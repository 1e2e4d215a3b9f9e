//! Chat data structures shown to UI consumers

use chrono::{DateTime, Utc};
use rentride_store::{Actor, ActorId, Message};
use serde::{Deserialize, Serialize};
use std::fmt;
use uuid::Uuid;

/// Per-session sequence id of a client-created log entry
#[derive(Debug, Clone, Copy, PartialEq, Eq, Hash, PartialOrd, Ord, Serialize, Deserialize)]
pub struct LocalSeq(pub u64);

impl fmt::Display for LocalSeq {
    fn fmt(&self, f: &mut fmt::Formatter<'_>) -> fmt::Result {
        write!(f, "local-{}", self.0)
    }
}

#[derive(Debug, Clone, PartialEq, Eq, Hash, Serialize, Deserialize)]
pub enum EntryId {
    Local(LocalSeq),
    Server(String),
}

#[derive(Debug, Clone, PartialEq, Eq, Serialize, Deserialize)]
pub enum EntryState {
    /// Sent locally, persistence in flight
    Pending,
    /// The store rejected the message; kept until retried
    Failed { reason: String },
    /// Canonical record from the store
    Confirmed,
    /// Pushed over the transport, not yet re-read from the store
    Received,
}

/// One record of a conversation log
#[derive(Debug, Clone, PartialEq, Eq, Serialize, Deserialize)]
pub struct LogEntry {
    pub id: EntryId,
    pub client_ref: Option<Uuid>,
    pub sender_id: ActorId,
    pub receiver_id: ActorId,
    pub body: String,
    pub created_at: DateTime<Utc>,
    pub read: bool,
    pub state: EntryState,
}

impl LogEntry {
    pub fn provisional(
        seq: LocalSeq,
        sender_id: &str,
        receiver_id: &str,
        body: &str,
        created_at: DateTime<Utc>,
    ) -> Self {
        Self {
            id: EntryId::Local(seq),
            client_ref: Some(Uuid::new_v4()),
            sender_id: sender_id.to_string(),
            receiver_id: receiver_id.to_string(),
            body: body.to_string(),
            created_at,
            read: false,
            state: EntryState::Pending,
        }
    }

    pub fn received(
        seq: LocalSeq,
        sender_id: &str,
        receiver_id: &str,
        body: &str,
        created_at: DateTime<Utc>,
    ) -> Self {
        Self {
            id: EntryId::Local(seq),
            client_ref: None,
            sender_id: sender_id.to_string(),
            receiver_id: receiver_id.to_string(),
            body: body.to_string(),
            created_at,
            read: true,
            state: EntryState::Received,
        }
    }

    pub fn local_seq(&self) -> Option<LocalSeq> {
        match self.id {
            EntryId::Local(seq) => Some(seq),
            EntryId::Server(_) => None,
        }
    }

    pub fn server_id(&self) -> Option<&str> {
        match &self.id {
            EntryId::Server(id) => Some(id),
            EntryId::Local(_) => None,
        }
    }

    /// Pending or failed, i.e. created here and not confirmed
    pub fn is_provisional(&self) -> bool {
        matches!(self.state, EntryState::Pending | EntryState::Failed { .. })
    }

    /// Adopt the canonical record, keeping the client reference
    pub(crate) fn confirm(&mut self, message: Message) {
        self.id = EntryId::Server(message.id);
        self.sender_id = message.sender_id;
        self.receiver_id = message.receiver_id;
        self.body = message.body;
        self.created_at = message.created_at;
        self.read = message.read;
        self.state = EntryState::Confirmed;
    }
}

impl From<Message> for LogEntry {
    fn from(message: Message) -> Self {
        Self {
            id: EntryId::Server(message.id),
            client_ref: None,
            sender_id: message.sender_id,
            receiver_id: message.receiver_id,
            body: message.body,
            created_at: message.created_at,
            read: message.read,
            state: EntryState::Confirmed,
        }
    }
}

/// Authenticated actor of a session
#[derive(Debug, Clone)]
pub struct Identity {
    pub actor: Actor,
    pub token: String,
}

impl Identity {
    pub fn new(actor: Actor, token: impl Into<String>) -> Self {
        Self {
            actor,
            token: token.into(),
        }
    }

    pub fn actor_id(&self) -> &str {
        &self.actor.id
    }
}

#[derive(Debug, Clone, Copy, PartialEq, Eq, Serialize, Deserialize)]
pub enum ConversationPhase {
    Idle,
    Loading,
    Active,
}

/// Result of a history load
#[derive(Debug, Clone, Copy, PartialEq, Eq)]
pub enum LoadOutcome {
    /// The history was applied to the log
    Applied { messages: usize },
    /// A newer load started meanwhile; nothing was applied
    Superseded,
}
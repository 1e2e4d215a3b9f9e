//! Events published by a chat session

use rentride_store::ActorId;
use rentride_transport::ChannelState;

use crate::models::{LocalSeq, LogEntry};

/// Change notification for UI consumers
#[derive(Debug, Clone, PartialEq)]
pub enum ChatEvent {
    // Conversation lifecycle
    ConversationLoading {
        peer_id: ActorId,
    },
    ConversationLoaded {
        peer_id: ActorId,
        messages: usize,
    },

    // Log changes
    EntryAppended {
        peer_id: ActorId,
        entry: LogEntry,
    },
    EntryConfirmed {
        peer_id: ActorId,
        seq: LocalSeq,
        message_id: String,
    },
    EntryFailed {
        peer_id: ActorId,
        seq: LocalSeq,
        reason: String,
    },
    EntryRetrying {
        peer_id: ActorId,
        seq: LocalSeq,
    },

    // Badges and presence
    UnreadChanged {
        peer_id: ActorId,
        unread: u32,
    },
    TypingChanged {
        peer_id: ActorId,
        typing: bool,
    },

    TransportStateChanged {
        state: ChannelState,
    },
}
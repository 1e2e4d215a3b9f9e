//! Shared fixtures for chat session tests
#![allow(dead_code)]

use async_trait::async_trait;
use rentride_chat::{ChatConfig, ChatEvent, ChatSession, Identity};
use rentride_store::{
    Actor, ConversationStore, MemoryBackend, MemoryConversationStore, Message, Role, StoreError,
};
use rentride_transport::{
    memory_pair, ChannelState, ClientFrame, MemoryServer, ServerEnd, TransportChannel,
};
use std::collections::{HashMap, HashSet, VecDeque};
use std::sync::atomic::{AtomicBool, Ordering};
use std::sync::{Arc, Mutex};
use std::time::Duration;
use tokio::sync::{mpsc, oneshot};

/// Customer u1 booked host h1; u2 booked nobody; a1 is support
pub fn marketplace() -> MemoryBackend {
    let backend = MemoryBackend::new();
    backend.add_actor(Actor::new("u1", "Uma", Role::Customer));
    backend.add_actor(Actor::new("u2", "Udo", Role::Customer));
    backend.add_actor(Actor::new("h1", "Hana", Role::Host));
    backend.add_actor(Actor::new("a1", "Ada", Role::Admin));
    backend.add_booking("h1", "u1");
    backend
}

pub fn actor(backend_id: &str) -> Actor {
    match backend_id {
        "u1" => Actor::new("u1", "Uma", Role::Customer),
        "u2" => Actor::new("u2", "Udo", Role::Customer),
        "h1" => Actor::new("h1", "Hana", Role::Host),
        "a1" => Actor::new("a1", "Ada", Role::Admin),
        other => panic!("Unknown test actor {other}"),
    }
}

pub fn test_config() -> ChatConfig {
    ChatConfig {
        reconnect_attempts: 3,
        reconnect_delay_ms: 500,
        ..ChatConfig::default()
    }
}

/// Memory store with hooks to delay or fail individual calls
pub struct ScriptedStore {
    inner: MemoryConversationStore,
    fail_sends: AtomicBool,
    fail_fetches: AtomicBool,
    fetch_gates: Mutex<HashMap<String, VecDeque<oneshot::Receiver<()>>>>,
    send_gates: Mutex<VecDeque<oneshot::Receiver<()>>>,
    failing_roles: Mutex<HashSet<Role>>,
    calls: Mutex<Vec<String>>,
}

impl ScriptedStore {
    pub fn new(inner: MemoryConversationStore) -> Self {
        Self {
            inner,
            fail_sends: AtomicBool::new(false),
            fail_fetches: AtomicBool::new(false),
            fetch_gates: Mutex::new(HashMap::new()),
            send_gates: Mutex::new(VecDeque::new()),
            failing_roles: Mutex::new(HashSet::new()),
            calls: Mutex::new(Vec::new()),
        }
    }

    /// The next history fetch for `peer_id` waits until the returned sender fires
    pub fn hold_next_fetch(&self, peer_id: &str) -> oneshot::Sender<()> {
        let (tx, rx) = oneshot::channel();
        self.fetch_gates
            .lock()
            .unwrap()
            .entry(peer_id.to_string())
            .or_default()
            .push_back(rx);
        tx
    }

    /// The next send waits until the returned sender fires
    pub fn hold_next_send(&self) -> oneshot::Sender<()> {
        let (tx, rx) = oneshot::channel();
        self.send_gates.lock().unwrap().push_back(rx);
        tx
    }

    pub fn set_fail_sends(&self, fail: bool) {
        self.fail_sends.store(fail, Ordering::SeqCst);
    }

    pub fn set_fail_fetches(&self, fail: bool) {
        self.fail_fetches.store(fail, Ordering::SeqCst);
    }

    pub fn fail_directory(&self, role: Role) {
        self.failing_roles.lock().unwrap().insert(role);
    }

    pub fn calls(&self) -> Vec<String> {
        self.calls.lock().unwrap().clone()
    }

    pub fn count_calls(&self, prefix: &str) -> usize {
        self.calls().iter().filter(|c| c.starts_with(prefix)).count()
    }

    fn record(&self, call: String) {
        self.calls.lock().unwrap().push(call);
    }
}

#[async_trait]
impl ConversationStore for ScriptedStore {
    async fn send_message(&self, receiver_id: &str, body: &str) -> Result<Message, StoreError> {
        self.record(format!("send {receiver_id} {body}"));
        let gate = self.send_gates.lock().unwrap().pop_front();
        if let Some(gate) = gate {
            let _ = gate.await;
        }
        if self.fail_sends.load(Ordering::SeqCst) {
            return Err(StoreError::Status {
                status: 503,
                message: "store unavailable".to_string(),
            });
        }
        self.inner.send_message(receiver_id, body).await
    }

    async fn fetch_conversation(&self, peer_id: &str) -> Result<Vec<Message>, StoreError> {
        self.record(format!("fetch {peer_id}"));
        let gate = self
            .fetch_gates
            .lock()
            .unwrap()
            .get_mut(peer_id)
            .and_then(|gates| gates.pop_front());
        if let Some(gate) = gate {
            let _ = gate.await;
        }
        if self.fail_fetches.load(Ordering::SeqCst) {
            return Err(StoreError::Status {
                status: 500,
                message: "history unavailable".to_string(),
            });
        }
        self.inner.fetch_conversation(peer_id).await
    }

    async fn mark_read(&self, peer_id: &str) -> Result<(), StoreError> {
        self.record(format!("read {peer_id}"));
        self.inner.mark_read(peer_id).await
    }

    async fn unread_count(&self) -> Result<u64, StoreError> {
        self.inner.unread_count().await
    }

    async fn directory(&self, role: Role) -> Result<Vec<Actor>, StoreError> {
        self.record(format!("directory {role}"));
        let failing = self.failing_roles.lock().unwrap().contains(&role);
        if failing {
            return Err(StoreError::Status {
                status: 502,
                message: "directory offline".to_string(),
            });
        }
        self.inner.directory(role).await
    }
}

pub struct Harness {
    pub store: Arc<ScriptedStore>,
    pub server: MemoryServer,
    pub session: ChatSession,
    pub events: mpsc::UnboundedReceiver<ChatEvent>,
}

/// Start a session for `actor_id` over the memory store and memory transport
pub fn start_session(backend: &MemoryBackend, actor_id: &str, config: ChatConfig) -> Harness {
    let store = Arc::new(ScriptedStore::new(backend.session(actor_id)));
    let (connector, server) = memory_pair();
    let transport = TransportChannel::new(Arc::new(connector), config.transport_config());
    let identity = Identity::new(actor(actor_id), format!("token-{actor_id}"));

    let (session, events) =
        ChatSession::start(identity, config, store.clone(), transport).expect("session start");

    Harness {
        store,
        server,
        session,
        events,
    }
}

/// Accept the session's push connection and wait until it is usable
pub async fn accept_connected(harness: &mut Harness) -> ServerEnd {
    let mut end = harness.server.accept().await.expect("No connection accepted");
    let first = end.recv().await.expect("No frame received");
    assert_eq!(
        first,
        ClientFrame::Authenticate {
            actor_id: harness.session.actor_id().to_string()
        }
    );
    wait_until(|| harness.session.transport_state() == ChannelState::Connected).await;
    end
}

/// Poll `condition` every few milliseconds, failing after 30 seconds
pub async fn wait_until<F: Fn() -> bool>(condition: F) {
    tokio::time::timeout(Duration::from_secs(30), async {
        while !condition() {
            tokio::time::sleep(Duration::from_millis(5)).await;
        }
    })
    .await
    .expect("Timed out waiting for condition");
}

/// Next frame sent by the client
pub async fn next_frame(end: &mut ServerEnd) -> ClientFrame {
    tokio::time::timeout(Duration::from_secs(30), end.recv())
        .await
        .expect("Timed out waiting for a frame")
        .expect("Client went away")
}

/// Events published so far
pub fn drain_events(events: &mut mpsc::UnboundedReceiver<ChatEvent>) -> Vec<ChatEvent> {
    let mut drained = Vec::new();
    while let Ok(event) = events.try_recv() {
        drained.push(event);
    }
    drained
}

_ _ _ _ _

For each line of the listing that holds the word "mpsc", show that line.

**RESULT OF THE TASK:**
use tokio::sync::{mpsc, oneshot};
    pub events: mpsc::UnboundedReceiver<ChatEvent>,
pub fn drain_events(events: &mut mpsc::UnboundedReceiver<ChatEvent>) -> Vec<ChatEvent> {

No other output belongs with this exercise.